The social media giant has argued for dismissal, saying the plaintiff should have sued its European web host

A visitor takes a picture of Gustave Courbet's Origin of the World (1866) at the Musée d'Orsay, in Paris AP Photo/Francois Mori

The question of Facebook’s power to limit users’ freedom of expression is at the heart of a years-long legal battle that is now being heard by a court in Paris, with arguments starting yesterday (1 February). In 2011, a French teacher sued the social media giant for closing his account after he posted a photograph of Gustave Courbet’s 1866 painting L’Origine du monde (Origin of the World), a realistic depiction of a woman’s genitals.

The plaintiff, the primary schoolteacher Frédéric Durand-Baïssas, is charging Facebook with censorship and seeking €20,000 in damages—due to his loss of hundreds of Facebook “friend” contacts and previous posts—as well as the re-activation of his account and an explanation of why it was closed. The day of the hearing—which he did not attend— Durand-Baïssas told the Associated Press: “Calling Courbet a pornographer… is to call me a pornographer.”

Defence lawyers argued in court that the plaintiff had not given evidence that the posting of the painting led to the closure of his account. Stéphane Cottineau, Durand-Baïssas’s lawyer, said that the company “is shunning any debate on freedom of expression and censorship”, using “legal quibbles”.

“This is a mere case of contractual termination. There is no violation of freedom of speech here,” said the defence’s lawyer Caroline Lyannaz. Facebook’s lawyers called for the dismissal of the lawsuit, saying that Durand-Baïssas should have sued the web host for Facebook in France, rather than the California-based parent company.

When Durand-Baïssas first sued Facebook for censorship in 2011, the company argued that it was only subject to the law in California, where it is based. A Paris court of appeals ruled in February 2016 that Facebook could be sued in France.

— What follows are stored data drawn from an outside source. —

//! A merged, queryable view over several local models.

use std::collections::{HashMap, HashSet, VecDeque};
use std::sync::Arc;

use beanscope_core::{ActiveProfileSet, ComponentDefinition, ConfigurationUnit, Layer, SmolStr};
use indexmap::IndexMap;

use crate::LocalModel;

/// Result of looking a name up in a [`CombinedModel`].
#[derive(Debug, Clone, Copy, PartialEq, Eq)]
pub enum NameLookup<'a> {
    Missing,
    Unique(&'a ComponentDefinition),
    /// Several definitions of equal precedence share the name. Candidates
    /// are in model order; [`CombinedModel::find_by_name`] returns the first.
    Ambiguous(&'a [ComponentDefinition]),
}

impl<'a> NameLookup<'a> {
    pub fn first(&self) -> Option<&'a ComponentDefinition> {
        match *self {
            NameLookup::Missing => None,
            NameLookup::Unique(def) => Some(def),
            NameLookup::Ambiguous(defs) => defs.first(),
        }
    }

    pub fn is_ambiguous(&self) -> bool {
        matches!(self, NameLookup::Ambiguous(_))
    }
}

/// Precedence of a definition when names collide: the child layer wins over
/// the parent layer; within a layer, a profile-gated definition whose gate
/// is satisfied wins over an unconditional one.
#[derive(Debug, Clone, Copy, PartialEq, Eq, PartialOrd, Ord)]
struct Rank {
    layer: Layer,
    profile_specific: bool,
}

#[derive(Debug, Default)]
struct ClassHierarchy {
    supertypes: HashMap<SmolStr, Vec<SmolStr>>,
}

impl ClassHierarchy {
    fn insert(&mut self, class: &str, supertypes: &[SmolStr]) {
        let entry = self.supertypes.entry(SmolStr::new(class)).or_default();
        for supertype in supertypes {
            if !entry.contains(supertype) {
                entry.push(supertype.clone());
            }
        }
    }

    fn is_assignable(&self, from: &str, to: &str) -> bool {
        if from == to {
            return true;
        }

        let mut queue = VecDeque::<&str>::new();
        queue.push_back(from);

        let mut visited = HashSet::<&str>::new();
        while let Some(current) = queue.pop_front() {
            if !visited.insert(current) {
                continue;
            }
            let Some(supertypes) = self.supertypes.get(current) else {
                continue;
            };
            for supertype in supertypes {
                if supertype == to {
                    return true;
                }
                queue.push_back(supertype);
            }
        }

        false
    }
}

/// Merged view over a set of [`LocalModel`]s and an [`ActiveProfileSet`].
///
/// All lookups are resolved at construction; the model is immutable
/// afterwards and can be shared freely.
#[derive(Debug)]
pub struct CombinedModel {
    models: Vec<Arc<LocalModel>>,
    profiles: ActiveProfileSet,
    /// Winning candidates per name, in first-seen order.
    by_name: IndexMap<SmolStr, Vec<ComponentDefinition>>,
    /// alias -> target name, first declaration wins.
    aliases: IndexMap<SmolStr, SmolStr>,
    hierarchy: ClassHierarchy,
}

impl CombinedModel {
    /// Models are ordered by unit; duplicates are ignored.
    pub fn new(models: impl IntoIterator<Item = Arc<LocalModel>>, profiles: ActiveProfileSet) -> Self {
        let mut models: Vec<Arc<LocalModel>> = models.into_iter().collect();
        models.sort_by(|a, b| a.unit().cmp(b.unit()));
        models.dedup_by(|a, b| a.unit() == b.unit());

        let mut hierarchy = ClassHierarchy::default();
        let mut ranked: IndexMap<SmolStr, (Rank, Vec<ComponentDefinition>)> = IndexMap::new();
        let mut aliases: IndexMap<SmolStr, SmolStr> = IndexMap::new();

        for model in &models {
            for def in model.definitions() {
                if let Some(ty) = def.ty.name() {
                    hierarchy.insert(ty, &def.supertypes);
                }
            }

            if !model.profiles().matches(&profiles) {
                continue;
            }
            let layer = model.markers().layer;

            for alias in model.aliases() {
                aliases
                    .entry(alias.alias.clone())
                    .or_insert_with(|| alias.name.clone());
            }

            for def in model.definitions() {
                if !def.profiles.matches(&profiles) {
                    continue;
                }
                let rank = Rank {
                    layer,
                    profile_specific: !model.profiles().is_unconditional()
                        || !def.profiles.is_unconditional(),
                };
                match ranked.get_mut(&def.name) {
                    Some((best, candidates)) if *best == rank => candidates.push(def.clone()),
                    Some((best, candidates)) if *best < rank => {
                        *best = rank;
                        *candidates = vec![def.clone()];
                    }
                    Some(_) => {}
                    None => {
                        ranked.insert(def.name.clone(), (rank, vec![def.clone()]));
                    }
                }
                for alias in &def.aliases {
                    aliases
                        .entry(alias.clone())
                        .or_insert_with(|| def.name.clone());
                }
            }
        }

        let by_name: IndexMap<_, _> = ranked
            .into_iter()
            .map(|(name, (_, candidates))| (name, candidates))
            .collect();

        tracing::trace!(
            target: "beanscope.model",
            models = models.len(),
            names = by_name.len(),
            profiles = %profiles,
            "built combined model"
        );

        Self {
            models,
            profiles,
            by_name,
            aliases,
            hierarchy,
        }
    }

    pub fn models(&self) -> &[Arc<LocalModel>] {
        &self.models
    }

    pub fn units(&self) -> impl Iterator<Item = &ConfigurationUnit> {
        self.models.iter().map(|model| model.unit())
    }

    pub fn profiles(&self) -> &ActiveProfileSet {
        &self.profiles
    }

    /// Follows alias declarations from `name` to a defined name. Cycles and
    /// dangling aliases resolve to `None`.
    fn resolve_name<'a>(&'a self, name: &'a str) -> Option<&'a str> {
        let mut current = name;
        let mut seen = HashSet::new();
        loop {
            if self.by_name.contains_key(current) {
                return Some(current);
            }
            if !seen.insert(current) {
                return None;
            }
            current = self.aliases.get(current)?.as_str();
        }
    }

    pub fn lookup_name(&self, name: &str) -> NameLookup<'_> {
        let Some(candidates) = self
            .resolve_name(name)
            .and_then(|resolved| self.by_name.get(resolved))
        else {
            return NameLookup::Missing;
        };
        match candidates.as_slice() {
            [] => NameLookup::Missing,
            [only] => NameLookup::Unique(only),
            many => NameLookup::Ambiguous(many),
        }
    }

    pub fn find_by_name(&self, name: &str) -> Option<&ComponentDefinition> {
        self.lookup_name(name).first()
    }

    /// One definition per name, profile-filtered and shadowed, in model order.
    pub fn all_visible(&self) -> Vec<&ComponentDefinition> {
        self.by_name
            .values()
            .filter_map(|candidates| candidates.first())
            .collect()
    }

    /// Non-degraded visible definitions whose type is assignable to `ty`.
    pub fn find_by_type(&self, ty: &str) -> Vec<&ComponentDefinition> {
        self.all_visible()
            .into_iter()
            .filter(|def| !def.is_degraded())
            .filter(|def| {
                def.ty
                    .name()
                    .is_some_and(|name| self.hierarchy.is_assignable(name, ty))
            })
            .collect()
    }

    /// The single autowiring candidate for `ty`: the only `primary`
    /// definition, or the only definition at all.
    pub fn find_primary(&self, ty: &str) -> Option<&ComponentDefinition> {
        let candidates = self.find_by_type(ty);
        let mut primaries = candidates.iter().filter(|def| def.primary);
        match (primaries.next(), primaries.next()) {
            (Some(primary), None) => Some(*primary),
            (None, _) if candidates.len() == 1 => candidates.first().copied(),
            _ => None,
        }
    }

    /// The definition's name followed by every alias that resolves to it.
    pub fn all_names(&self, def: &ComponentDefinition) -> Vec<SmolStr> {
        let mut names = vec![def.name.clone()];
        for alias in self.aliases.keys() {
            if self.by_name.contains_key(alias) {
                continue;
            }
            if self.resolve_name(alias) == Some(def.name.as_str()) {
                names.push(alias.clone());
            }
        }
        names
    }

    /// Names that resolve to more than one equally ranked definition.
    pub fn ambiguities(&self) -> Vec<&str> {
        self.by_name
            .iter()
            .filter(|(_, candidates)| candidates.len() > 1)
            .map(|(name, _)| name.as_str())
            .collect()
    }

    pub fn is_assignable(&self, from: &str, to: &str) -> bool {
        self.hierarchy.is_assignable(from, to)
    }
}
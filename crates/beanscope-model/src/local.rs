//! Local models: the self-contained contribution of one configuration unit.

use std::collections::HashMap;

use beanscope_core::{
    decapitalize, AliasDeclaration, AutoConfigureMetadata, BeanScope, BeanType,
    ComponentDefinition, Condition, ConfigurationUnit, DeclaredComponent, DeclaredType,
    DefinitionOrigin, ImportRef, ProfileCondition, ProfileExpressionError, ReadError,
    SmolStr, UnitDeclarations, UnitMarkers,
};

/// A non-fatal issue found while building a [`LocalModel`].
#[derive(Debug, Clone, PartialEq, Eq)]
pub enum ModelProblem {
    /// A profile expression could not be parsed and was ignored. A condition
    /// left without any valid expression never matches.
    MalformedProfile {
        expression: String,
        error: ProfileExpressionError,
    },
    /// A definition was kept in degraded form.
    DegradedDefinition { name: SmolStr, reason: SmolStr },
}

#[derive(Debug, Clone, PartialEq, Eq)]
pub struct LocalModel {
    unit: ConfigurationUnit,
    definitions: Vec<ComponentDefinition>,
    imports: Vec<ImportRef>,
    aliases: Vec<AliasDeclaration>,
    profiles: ProfileCondition,
    auto_configure: AutoConfigureMetadata,
    markers: UnitMarkers,
    problems: Vec<ModelProblem>,
    unreadable: Option<ReadError>,
}

impl LocalModel {
    /// Builds the model for `unit` from what the declaration reader reported.
    ///
    /// Imports stay unresolved; nothing outside `declarations` is consulted.
    pub fn build(unit: ConfigurationUnit, declarations: UnitDeclarations) -> Self {
        let UnitDeclarations {
            definitions: declared,
            imports,
            aliases,
            conditions,
            markers,
        } = declarations;

        let mut problems = Vec::new();
        let profiles = parse_profiles(
            conditions
                .iter()
                .filter_map(|condition| match condition {
                    Condition::Profile(expressions) => Some(expressions),
                    _ => None,
                })
                .flatten(),
            &mut problems,
        );
        let auto_configure = AutoConfigureMetadata::from_conditions(&conditions);

        let mut namer = ImplicitNamer::default();
        let definitions = declared
            .into_iter()
            .enumerate()
            .map(|(index, component)| {
                lower_definition(&unit, index, component, &mut namer, &mut problems)
            })
            .collect();

        let imports = imports
            .into_iter()
            .map(|target| ImportRef {
                target,
                declared_in: unit.clone(),
            })
            .collect();

        Self {
            unit,
            definitions,
            imports,
            aliases,
            profiles,
            auto_configure,
            markers,
            problems,
            unreadable: None,
        }
    }

    /// An empty model standing in for a unit the reader could not read.
    pub fn unreadable(unit: ConfigurationUnit, error: ReadError) -> Self {
        Self {
            unreadable: Some(error),
            ..Self::build(unit, UnitDeclarations::default())
        }
    }

    pub fn unit(&self) -> &ConfigurationUnit {
        &self.unit
    }

    pub fn definitions(&self) -> &[ComponentDefinition] {
        &self.definitions
    }

    pub fn imports(&self) -> &[ImportRef] {
        &self.imports
    }

    pub fn aliases(&self) -> &[AliasDeclaration] {
        &self.aliases
    }

    /// The unit-level profile gate.
    pub fn profiles(&self) -> &ProfileCondition {
        &self.profiles
    }

    pub fn auto_configure(&self) -> &AutoConfigureMetadata {
        &self.auto_configure
    }

    pub fn markers(&self) -> &UnitMarkers {
        &self.markers
    }

    pub fn problems(&self) -> &[ModelProblem] {
        &self.problems
    }

    pub fn is_unreadable(&self) -> bool {
        self.unreadable.is_some()
    }

    pub fn read_error(&self) -> Option<&ReadError> {
        self.unreadable.as_ref()
    }

    pub fn find_definition(&self, name: &str) -> Option<&ComponentDefinition> {
        self.definitions
            .iter()
            .find(|def| def.names().any(|n| n == name))
    }
}

fn parse_profiles<'a>(
    expressions: impl IntoIterator<Item = &'a String>,
    problems: &mut Vec<ModelProblem>,
) -> ProfileCondition {
    let (condition, errors) = ProfileCondition::parse(expressions);
    problems.extend(
        errors
            .into_iter()
            .map(|(expression, error)| ModelProblem::MalformedProfile { expression, error }),
    );
    condition
}

/// Generates names for definitions that don't declare one.
#[derive(Default)]
struct ImplicitNamer {
    xml_counters: HashMap<SmolStr, usize>,
}

impl ImplicitNamer {
    fn xml_bean(&mut self, class: &str) -> SmolStr {
        let counter = self.xml_counters.entry(SmolStr::new(class)).or_insert(0);
        let name = SmolStr::new(format!("{class}#{counter}"));
        *counter += 1;
        name
    }
}

/// Short class name as used for implicit stereotype names: the package is
/// dropped and nested classes keep their outer name (`a.Outer$Inner` ->
/// `Outer.Inner`).
fn short_class_name(fqn: &str) -> String {
    let simple = fqn.rsplit('.').next().unwrap_or(fqn);
    simple.replace('$', ".")
}

fn lower_definition(
    unit: &ConfigurationUnit,
    index: usize,
    component: DeclaredComponent,
    namer: &mut ImplicitNamer,
    problems: &mut Vec<ModelProblem>,
) -> ComponentDefinition {
    let DeclaredComponent {
        name,
        aliases,
        ty,
        supertypes,
        scope,
        qualifiers,
        primary,
        profiles,
        xml,
    } = component;

    let anonymous = || SmolStr::new(format!("{}#{index}", unit.handle()));
    let origin_for_class = if xml {
        DefinitionOrigin::XmlBean
    } else {
        DefinitionOrigin::Stereotype
    };

    let (implicit_name, bean_type, origin, degraded) = match ty {
        DeclaredType::Class(class) if !class.trim().is_empty() => {
            let implicit = if xml {
                namer.xml_bean(&class)
            } else {
                decapitalize(&short_class_name(&class))
            };
            (implicit, BeanType::Known(class), origin_for_class, None)
        }
        DeclaredType::Class(_) => (
            anonymous(),
            BeanType::Unknown,
            origin_for_class,
            Some(SmolStr::new("missing class")),
        ),
        DeclaredType::FactoryMethod {
            method,
            return_type: Some(return_type),
        } => (
            method.clone(),
            BeanType::Known(return_type),
            DefinitionOrigin::FactoryMethod { method },
            None,
        ),
        DeclaredType::FactoryMethod {
            method,
            return_type: None,
        } => (
            method.clone(),
            BeanType::Unknown,
            DefinitionOrigin::FactoryMethod { method },
            Some(SmolStr::new("factory method return type could not be resolved")),
        ),
        DeclaredType::Unresolved { reason } => {
            (anonymous(), BeanType::Unknown, origin_for_class, Some(reason))
        }
    };

    let explicit_name = name.as_ref().is_some_and(|n| !n.trim().is_empty());
    let name = match name {
        Some(name) if explicit_name => name,
        _ => implicit_name,
    };

    if let Some(reason) = &degraded {
        tracing::debug!(
            target: "beanscope.model",
            unit = %unit,
            name = %name,
            reason = %reason,
            "degraded definition"
        );
        problems.push(ModelProblem::DegradedDefinition {
            name: name.clone(),
            reason: reason.clone(),
        });
    }

    ComponentDefinition {
        profiles: parse_profiles(&profiles, problems),
        name,
        explicit_name,
        aliases,
        ty: bean_type,
        supertypes,
        scope: BeanScope::parse(scope.as_deref()),
        qualifiers,
        primary,
        owner: unit.clone(),
        origin,
        degraded,
    }
}
use std::fmt;

use smol_str::SmolStr;

use crate::{ConfigurationUnit, ProfileCondition};

/// Resolved type of a component definition.
#[derive(Debug, Clone, PartialEq, Eq, Hash, PartialOrd, Ord)]
pub enum BeanType {
    Known(SmolStr),
    /// The declaration was degraded; the type could not be determined.
    Unknown,
}

impl BeanType {
    pub fn name(&self) -> Option<&str> {
        match self {
            BeanType::Known(name) => Some(name),
            BeanType::Unknown => None,
        }
    }
}

impl fmt::Display for BeanType {
    fn fmt(&self, f: &mut fmt::Formatter<'_>) -> fmt::Result {
        match self {
            BeanType::Known(name) => f.write_str(name),
            BeanType::Unknown => f.write_str("<unknown>"),
        }
    }
}

#[derive(Debug, Clone, Default, PartialEq, Eq, Hash)]
pub enum BeanScope {
    #[default]
    Singleton,
    Prototype,
    Custom(SmolStr),
}

impl BeanScope {
    pub fn parse(scope: Option<&str>) -> Self {
        match scope.map(str::trim) {
            None | Some("") | Some("singleton") => BeanScope::Singleton,
            Some("prototype") => BeanScope::Prototype,
            Some(other) => BeanScope::Custom(SmolStr::new(other)),
        }
    }

    pub fn as_str(&self) -> &str {
        match self {
            BeanScope::Singleton => "singleton",
            BeanScope::Prototype => "prototype",
            BeanScope::Custom(name) => name,
        }
    }
}

#[derive(Debug, Clone, PartialEq, Eq, Hash)]
pub enum DefinitionOrigin {
    /// A stereotype-annotated class (`@Component`, `@Configuration`, ...).
    Stereotype,
    /// A factory method (`@Bean`).
    FactoryMethod { method: SmolStr },
    /// An XML `<bean>` element.
    XmlBean,
}

/// A component ("bean") definition contributed by exactly one unit.
#[derive(Debug, Clone, PartialEq, Eq)]
pub struct ComponentDefinition {
    /// Effective name: the declared name, or the implicit one.
    pub name: SmolStr,
    /// `false` when `name` was generated by the implicit naming policy.
    pub explicit_name: bool,
    pub aliases: Vec<SmolStr>,
    pub ty: BeanType,
    pub supertypes: Vec<SmolStr>,
    pub scope: BeanScope,
    pub qualifiers: Vec<SmolStr>,
    pub primary: bool,
    pub owner: ConfigurationUnit,
    /// The definition's own profile gate (the unit's gate is applied separately).
    pub profiles: ProfileCondition,
    pub origin: DefinitionOrigin,
    /// Why the definition is degraded, if it is.
    pub degraded: Option<SmolStr>,
}

impl ComponentDefinition {
    pub fn is_degraded(&self) -> bool {
        self.degraded.is_some()
    }

    /// Name plus aliases declared on the definition itself.
    pub fn names(&self) -> impl Iterator<Item = &str> {
        std::iter::once(self.name.as_str()).chain(self.aliases.iter().map(SmolStr::as_str))
    }

    pub fn has_qualifier(&self, qualifier: &str) -> bool {
        self.name == qualifier || self.qualifiers.iter().any(|q| q == qualifier)
    }
}

/// `java.beans.Introspector#decapitalize`: lower-case the first character,
/// unless the first two characters are both upper-case (`URLService` stays).
pub fn decapitalize(name: &str) -> SmolStr {
    let mut chars = name.chars();
    let Some(first) = chars.next() else {
        return SmolStr::default();
    };
    if let Some(second) = chars.next() {
        if first.is_uppercase() && second.is_uppercase() {
            return SmolStr::new(name);
        }
    }
    let mut out = String::with_capacity(name.len());
    out.extend(first.to_lowercase());
    out.push_str(&name[first.len_utf8()..]);
    SmolStr::new(out)
}
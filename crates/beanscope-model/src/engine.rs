use std::collections::BTreeSet;
use std::fmt;
use std::sync::Arc;

use beanscope_cache::{
    CacheStats, DefaultEditClassifier, EditClassifier, EditEvent, InvalidationDomain,
    ModificationTracker, VersionedCache, Verdict,
};
use beanscope_config::ModelConfig;
use beanscope_core::{
    ActiveProfileSet, ConfigurationUnit, DeclarationReader, ImportResolver, ProfileProvider,
    SearchScope, UnitKind,
};

use crate::{AutoConfigSorter, CombinedModel, Condensation, LocalModel, ModelGraph};

/// Domains every cross-unit result depends on.
const CROSS_UNIT_DEPS: &[InvalidationDomain] = &[
    InvalidationDomain::Structural,
    InvalidationDomain::ConfigurationFiles,
    InvalidationDomain::Profiles,
    InvalidationDomain::MultipleContexts,
    InvalidationDomain::CustomBeanParsers,
    InvalidationDomain::AllUnits,
];

type CombinedKey = (BTreeSet<ConfigurationUnit>, ActiveProfileSet);
type DiscoveryKey = (BTreeSet<ConfigurationUnit>, SearchScope);

/// Hit and computation counters of every cache the engine owns.
#[derive(Debug, Clone, Copy, Default, PartialEq, Eq)]
pub struct EngineStats {
    pub local_models: CacheStats,
    pub combined_models: CacheStats,
    pub discoveries: CacheStats,
    pub auto_configured: CacheStats,
}

/// Entry point for building and querying bean models.
///
/// The engine owns the collaborators, a [`ModificationTracker`], and one
/// [`VersionedCache`] per stage. All methods take `&self` and are safe to
/// call from several threads at once.
pub struct ModelEngine {
    reader: Arc<dyn DeclarationReader>,
    resolver: Arc<dyn ImportResolver>,
    profiles: Arc<dyn ProfileProvider>,
    classifier: Box<dyn EditClassifier>,
    config: ModelConfig,
    tracker: ModificationTracker,
    local_models: VersionedCache<ConfigurationUnit, LocalModel>,
    combined_models: VersionedCache<CombinedKey, CombinedModel>,
    discoveries: VersionedCache<DiscoveryKey, Vec<ConfigurationUnit>>,
    auto_configured: VersionedCache<SearchScope, Vec<Arc<CombinedModel>>>,
}

impl fmt::Debug for ModelEngine {
    fn fmt(&self, f: &mut fmt::Formatter<'_>) -> fmt::Result {
        f.debug_struct("ModelEngine")
            .field("config", &self.config)
            .field("tracker", &self.tracker)
            .field("stats", &self.stats())
            .finish_non_exhaustive()
    }
}

impl ModelEngine {
    pub fn new(
        reader: Arc<dyn DeclarationReader>,
        resolver: Arc<dyn ImportResolver>,
        profiles: Arc<dyn ProfileProvider>,
    ) -> Self {
        Self {
            reader,
            resolver,
            profiles,
            classifier: Box::new(DefaultEditClassifier),
            config: ModelConfig::default(),
            tracker: ModificationTracker::new(),
            local_models: VersionedCache::new("local-models"),
            combined_models: VersionedCache::new("combined-models"),
            discoveries: VersionedCache::new("canonical-discovery"),
            auto_configured: VersionedCache::new("auto-configured-models"),
        }
    }

    /// Uses one object for every collaborator role.
    pub fn for_workspace<W>(workspace: Arc<W>) -> Self
    where
        W: DeclarationReader + ImportResolver + ProfileProvider + 'static,
    {
        Self::new(workspace.clone(), workspace.clone(), workspace)
    }

    pub fn with_config(mut self, config: ModelConfig) -> Self {
        self.config = config;
        self
    }

    pub fn with_classifier(mut self, classifier: impl EditClassifier + 'static) -> Self {
        self.classifier = Box::new(classifier);
        self
    }

    pub fn config(&self) -> &ModelConfig {
        &self.config
    }

    pub fn tracker(&self) -> &ModificationTracker {
        &self.tracker
    }

    pub fn active_profiles(&self, scope: &SearchScope) -> ActiveProfileSet {
        self.profiles.active_profiles(scope)
    }

    /// Returns the cached local model for `unit`, reading it on a miss.
    ///
    /// A unit the reader cannot read yields an empty model flagged as
    /// unreadable; it is cached like any other result.
    pub fn build_local_model(&self, unit: &ConfigurationUnit) -> Arc<LocalModel> {
        let deps = local_model_deps(unit);
        self.local_models
            .get_or_compute(unit, &self.tracker, &deps, || {
                tracing::trace!(target: "beanscope.model", %unit, "building local model");
                match self.reader.read_unit(unit) {
                    Ok(declarations) => LocalModel::build(unit.clone(), declarations),
                    Err(err) => {
                        tracing::warn!(
                            target: "beanscope.model",
                            %unit,
                            error = %err,
                            "configuration unit is unreadable; using an empty model"
                        );
                        LocalModel::unreadable(unit.clone(), err)
                    }
                }
            })
    }

    /// Merges the local models of `units` under `profiles`.
    ///
    /// The result only depends on the set of units, not on their order or
    /// multiplicity.
    pub fn build_combined_model<I>(&self, units: I, profiles: &ActiveProfileSet) -> Arc<CombinedModel>
    where
        I: IntoIterator<Item = ConfigurationUnit>,
    {
        let key: CombinedKey = (units.into_iter().collect(), profiles.clone());
        self.combined_models
            .get_or_compute(&key, &self.tracker, CROSS_UNIT_DEPS, || {
                let models: Vec<_> = key.0.iter().map(|unit| self.build_local_model(unit)).collect();
                tracing::debug!(
                    target: "beanscope.model",
                    units = models.len(),
                    profiles = %key.1,
                    "building combined model"
                );
                CombinedModel::new(models, key.1.clone())
            })
    }

    /// Import graph from `seeds`, expanded inside `scope`. Not cached; its
    /// local models are.
    pub fn model_graph<I>(&self, seeds: I, scope: &SearchScope) -> ModelGraph
    where
        I: IntoIterator<Item = ConfigurationUnit>,
    {
        ModelGraph::build(seeds, scope, self.resolver.as_ref(), |unit| {
            self.build_local_model(unit)
        })
    }

    /// The lowest unit of every root cycle reachable from `seeds`.
    pub fn discover_canonical_auto_configuration<I>(
        &self,
        seeds: I,
        scope: &SearchScope,
    ) -> Vec<ConfigurationUnit>
    where
        I: IntoIterator<Item = ConfigurationUnit>,
    {
        let key: DiscoveryKey = (seeds.into_iter().collect(), scope.clone());
        let canonical = self
            .discoveries
            .get_or_compute(&key, &self.tracker, CROSS_UNIT_DEPS, || {
                let graph = self.model_graph(key.0.iter().cloned(), scope);
                let canonical = Condensation::of(&graph).canonical_units();
                tracing::debug!(
                    target: "beanscope.model",
                    scope = scope.name(),
                    seeds = key.0.len(),
                    canonical = canonical.len(),
                    "selected canonical configuration units"
                );
                canonical
            });
        canonical.as_ref().clone()
    }

    /// Combined models assembled automatically for `scope`.
    ///
    /// Each application entry point gets a model over its import closure.
    /// Without entry points, the canonical units of all candidates form a
    /// single model over their closure. Empty when auto-configuration is
    /// disabled.
    pub fn auto_configured_models(&self, scope: &SearchScope) -> Vec<Arc<CombinedModel>> {
        if !self.config.allow_auto_configuration {
            tracing::debug!(
                target: "beanscope.model",
                scope = scope.name(),
                "auto-configuration disabled"
            );
            return Vec::new();
        }

        let models = self
            .auto_configured
            .get_or_compute(scope, &self.tracker, CROSS_UNIT_DEPS, || {
                self.assemble_auto_configured(scope)
            });
        models.as_ref().clone()
    }

    fn assemble_auto_configured(&self, scope: &SearchScope) -> Vec<Arc<CombinedModel>> {
        let mut candidates: Vec<_> = self
            .resolver
            .candidates(scope)
            .into_iter()
            .filter(|unit| scope.contains(unit))
            .collect();
        candidates.sort();
        candidates.dedup();

        let candidates: Vec<Arc<LocalModel>> = candidates
            .iter()
            .map(|unit| self.build_local_model(unit))
            .filter(|model| !(self.config.exclude_test_sources && model.markers().test_source))
            .collect();
        let profiles = self.profiles.active_profiles(scope);

        let applications: Vec<_> = candidates
            .iter()
            .filter(|model| model.markers().application)
            .collect();
        if !applications.is_empty() {
            tracing::debug!(
                target: "beanscope.model",
                scope = scope.name(),
                applications = applications.len(),
                "assembling application models"
            );
            return applications
                .into_iter()
                .map(|model| {
                    let graph = self.model_graph([model.unit().clone()], scope);
                    self.build_combined_model(graph.expanded().cloned(), &profiles)
                })
                .collect();
        }

        let canonical = self.discover_canonical_auto_configuration(
            candidates.iter().map(|model| model.unit().clone()),
            scope,
        );
        if canonical.is_empty() {
            return Vec::new();
        }
        let graph = self.model_graph(canonical, scope);
        vec![self.build_combined_model(graph.expanded().cloned(), &profiles)]
    }

    /// Application order of the auto-configuration units among `units`.
    pub fn sorted_auto_configuration<I>(&self, units: I, scope: &SearchScope) -> Vec<ConfigurationUnit>
    where
        I: IntoIterator<Item = ConfigurationUnit>,
    {
        let models: Vec<_> = units
            .into_iter()
            .map(|unit| self.build_local_model(&unit))
            .collect();
        AutoConfigSorter::new(
            self.resolver.as_ref(),
            scope,
            self.config.auto_configure_order_default,
        )
        .sort(&models)
    }

    /// Classifies `event` and bumps the tokens it invalidates.
    pub fn apply_edit(&self, event: &EditEvent) -> Verdict {
        let verdict = self.classifier.classify(event);
        let bumped = self.tracker.apply(&verdict);
        tracing::debug!(
            target: "beanscope.model",
            relevance = ?verdict.relevance,
            bumped = bumped.len(),
            "applied edit"
        );
        verdict
    }

    /// Drops entries whose dependencies changed. Returns how many were removed.
    pub fn evict_stale(&self) -> usize {
        self.local_models.evict_stale(&self.tracker)
            + self.combined_models.evict_stale(&self.tracker)
            + self.discoveries.evict_stale(&self.tracker)
            + self.auto_configured.evict_stale(&self.tracker)
    }

    pub fn stats(&self) -> EngineStats {
        EngineStats {
            local_models: self.local_models.stats(),
            combined_models: self.combined_models.stats(),
            discoveries: self.discoveries.stats(),
            auto_configured: self.auto_configured.stats(),
        }
    }
}

fn local_model_deps(unit: &ConfigurationUnit) -> Vec<InvalidationDomain> {
    let mut deps = vec![
        InvalidationDomain::Unit(unit.clone()),
        InvalidationDomain::AllUnits,
    ];
    if unit.kind() == UnitKind::XmlDocument {
        // Configuration-file edits are not always attributed to a unit.
        deps.push(InvalidationDomain::ConfigurationFiles);
        deps.push(InvalidationDomain::CustomBeanParsers);
    }
    deps
}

During the 1 February hearing, Facebook also said that Durand-Baïssas had violated its rules by using a pseudonym for the account (and another he opened shortly after it was suspended, which is still active), which the teacher said he did to retain his privacy because of his job.

In 2015, Facebook changed its policy on nudity (declining to state whether it was linked to the lawsuit) and its standards page now says: “We also allow photographs of paintings, sculptures, and other art that depicts nude figures.” Facebook’s lawyers told the court that Durand-Baïssas was able to post photographs of L’origine du monde on his second Facebook account.

On leaving the court, Cottineau said: “Where does art begin and where does pornography end? That is an interesting debate to have—but Facebook refuses to have it.”

A ruling by the court is expected on 15 March.